More specifically:  AA + the enzymes COX1 and COX2 make prostaglandins, which mediate pieces of the inflammatory response.  NSAIDS like ibuprofen, naproxen, diclofenac and acetylsalicylic acid (otherwise known as aspirin) will block COX1 and COX2, reducing the ability of the body to make prostaglandins.

So will doing that not only help a fever or an aching muscle, but also the symptoms of schizophrenia?  What does the literature say?

All the randomized controlled trials of antipsychotic medication augmentation with an NSAID were analyzed in this meta-analysis.  (No one official is just using Advil for psychosis.)  In the literature there were 5 (small) RCTs, for a total of 264 patients.  The trials all used celecoxib (a selective COX2 inhibitor) or aspirin, and lasted from 5 weeks to 3 months.  4 of the 5 studies all had similar results, modestly but significantly helpful in both "positive" symptoms such as hearing voices and "negative" symptoms such as social withdrawal.  One study showed the NSAIDs not to be helpful, compared to placebo.   Apparently two other unpublished studies also showed celecoxib to be unhelpful, so we have to be cautious about these findings.
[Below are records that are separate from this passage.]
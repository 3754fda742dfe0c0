//! Shared test support utilities
//!
//! In-process doubles for the two outbound ports plus a token minter, for use
//! in unit and integration tests.

use crate::auth::Claims;
use crate::error::{ForwardError, ForwardFailure, IndexError};
use crate::port::{SearchEngine, StorageForwarder};
use jsonwebtoken::{EncodingKey, Header};
use serde_json::{Value, json};
use std::collections::HashSet;
use std::future::Future;
use std::path::Path;
use std::pin::Pin;
use std::sync::Mutex;

/// One upload observed by [`MockForwarder`].
#[derive(Debug, Clone)]
pub struct Upload {
    pub bucket: String,
    pub object: String,
    pub content: String,
}

/// Storage forwarder that reads the local file and records it, or fails on demand.
pub struct MockForwarder {
    uploads: Mutex<Vec<Upload>>,
    failure: Mutex<Option<ForwardFailure>>,
}

impl MockForwarder {
    pub fn new() -> Self {
        Self {
            uploads: Mutex::new(Vec::new()),
            failure: Mutex::new(None),
        }
    }

    pub fn failing(kind: ForwardFailure) -> Self {
        let forwarder = Self::new();
        forwarder.set_failure(Some(kind));
        forwarder
    }

    pub fn set_failure(&self, kind: Option<ForwardFailure>) {
        *self.failure.lock().unwrap() = kind;
    }

    pub fn uploads(&self) -> Vec<Upload> {
        self.uploads.lock().unwrap().clone()
    }
}

impl Default for MockForwarder {
    fn default() -> Self {
        Self::new()
    }
}

impl StorageForwarder for MockForwarder {
    fn upload<'a>(
        &'a self,
        local_path: &'a Path,
        bucket: &'a str,
        object_name: &'a str,
    ) -> Pin<Box<dyn Future<Output = Result<(), ForwardError>> + Send + 'a>> {
        Box::pin(async move {
            let failure = *self.failure.lock().unwrap();
            if let Some(kind) = failure {
                return Err(ForwardError {
                    kind,
                    bucket: bucket.to_string(),
                    object: object_name.to_string(),
                    message: "mock upload failure".to_string(),
                });
            }
            let content = tokio::fs::read_to_string(local_path)
                .await
                .map_err(|e| ForwardError {
                    kind: ForwardFailure::NotFound,
                    bucket: bucket.to_string(),
                    object: object_name.to_string(),
                    message: e.to_string(),
                })?;
            self.uploads.lock().unwrap().push(Upload {
                bucket: bucket.to_string(),
                object: object_name.to_string(),
                content,
            });
            Ok(())
        })
    }
}

#[derive(Default)]
struct EngineState {
    indexes: HashSet<String>,
    created: Vec<String>,
    bulks: Vec<(String, String)>,
    bulk_response: Option<Value>,
    fail_exists: Option<u16>,
    fail_create: Option<u16>,
    fail_bulk: Option<u16>,
}

/// Search engine that keeps indexes in memory and records every bulk body.
pub struct RecordingSearchEngine {
    state: Mutex<EngineState>,
}

impl RecordingSearchEngine {
    pub fn new() -> Self {
        Self {
            state: Mutex::new(EngineState::default()),
        }
    }

    pub fn created_indexes(&self) -> Vec<String> {
        self.state.lock().unwrap().created.clone()
    }

    /// `(index, body)` for every bulk call, in order.
    pub fn bulk_requests(&self) -> Vec<(String, String)> {
        self.state.lock().unwrap().bulks.clone()
    }

    pub fn set_bulk_response(&self, response: Value) {
        self.state.lock().unwrap().bulk_response = Some(response);
    }

    pub fn fail_exists_with(&self, status: u16) {
        self.state.lock().unwrap().fail_exists = Some(status);
    }

    pub fn fail_create_with(&self, status: u16) {
        self.state.lock().unwrap().fail_create = Some(status);
    }

    pub fn fail_bulk_with(&self, status: u16) {
        self.state.lock().unwrap().fail_bulk = Some(status);
    }
}

impl Default for RecordingSearchEngine {
    fn default() -> Self {
        Self::new()
    }
}

fn rejected(operation: &'static str, index: &str, status: u16) -> IndexError {
    IndexError::Rejected {
        operation,
        index: index.to_string(),
        status,
        body: "mock rejection".to_string(),
    }
}

impl SearchEngine for RecordingSearchEngine {
    fn index_exists<'a>(
        &'a self,
        index: &'a str,
    ) -> Pin<Box<dyn Future<Output = Result<bool, IndexError>> + Send + 'a>> {
        Box::pin(async move {
            let state = self.state.lock().unwrap();
            match state.fail_exists {
                Some(status) => Err(rejected("index query", index, status)),
                None => Ok(state.indexes.contains(index)),
            }
        })
    }

    fn create_index<'a>(
        &'a self,
        index: &'a str,
    ) -> Pin<Box<dyn Future<Output = Result<(), IndexError>> + Send + 'a>> {
        Box::pin(async move {
            let mut state = self.state.lock().unwrap();
            if let Some(status) = state.fail_create {
                return Err(rejected("index creation", index, status));
            }
            if state.indexes.insert(index.to_string()) {
                state.created.push(index.to_string());
            }
            Ok(())
        })
    }

    fn bulk<'a>(
        &'a self,
        index: &'a str,
        body: String,
    ) -> Pin<Box<dyn Future<Output = Result<Value, IndexError>> + Send + 'a>> {
        Box::pin(async move {
            let mut state = self.state.lock().unwrap();
            if let Some(status) = state.fail_bulk {
                return Err(rejected("bulk", index, status));
            }
            state.bulks.push((index.to_string(), body));
            Ok(state
                .bulk_response
                .clone()
                .unwrap_or_else(|| json!({"took": 1, "errors": false, "items": []})))
        })
    }
}

/// HS256 token carrying `perm`, expiring `expires_in_secs` from now (negative for already expired).
pub fn mint_token(secret: &str, perm: &[&str], expires_in_secs: i64) -> String {
    let claims = Claims {
        sub: "forwarder".to_string(),
        exp: chrono::Utc::now().timestamp() + expires_in_secs,
        perm: perm.iter().map(|p| p.to_string()).collect(),
    };
    jsonwebtoken::encode(
        &Header::default(),
        &claims,
        &EncodingKey::from_secret(secret.as_bytes()),
    )
    .unwrap()
}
More specifically, with a few of the celecoxib studies, the NSAID didn't appear to be particularly active in the central nervous system, as expression of COX2 wasn't altered in the hippocampus and there were no changes in the cytokine profiles in immune cells called mononuclear cells.  In the aspirin study, however, they were able to detect a treatment effect with differences in cytokine profiles due to the drug.  Since COX1 prostaglandins cause platelet aggregation, inhibiting COX1 leads to the supposed cardioprotective effects (but also the increased risk of ulcers) of the nonselective NSAIDS.  It's a bit irritating that all these studies were done with the selective COX2 inhibitor, celecoxib, but since it was the one on patent, I'm guessing that's why the money was spent there.  It would be interesting to see larger studies done with ibuprofen or aspirin, frankly.

Well!  More wait and see.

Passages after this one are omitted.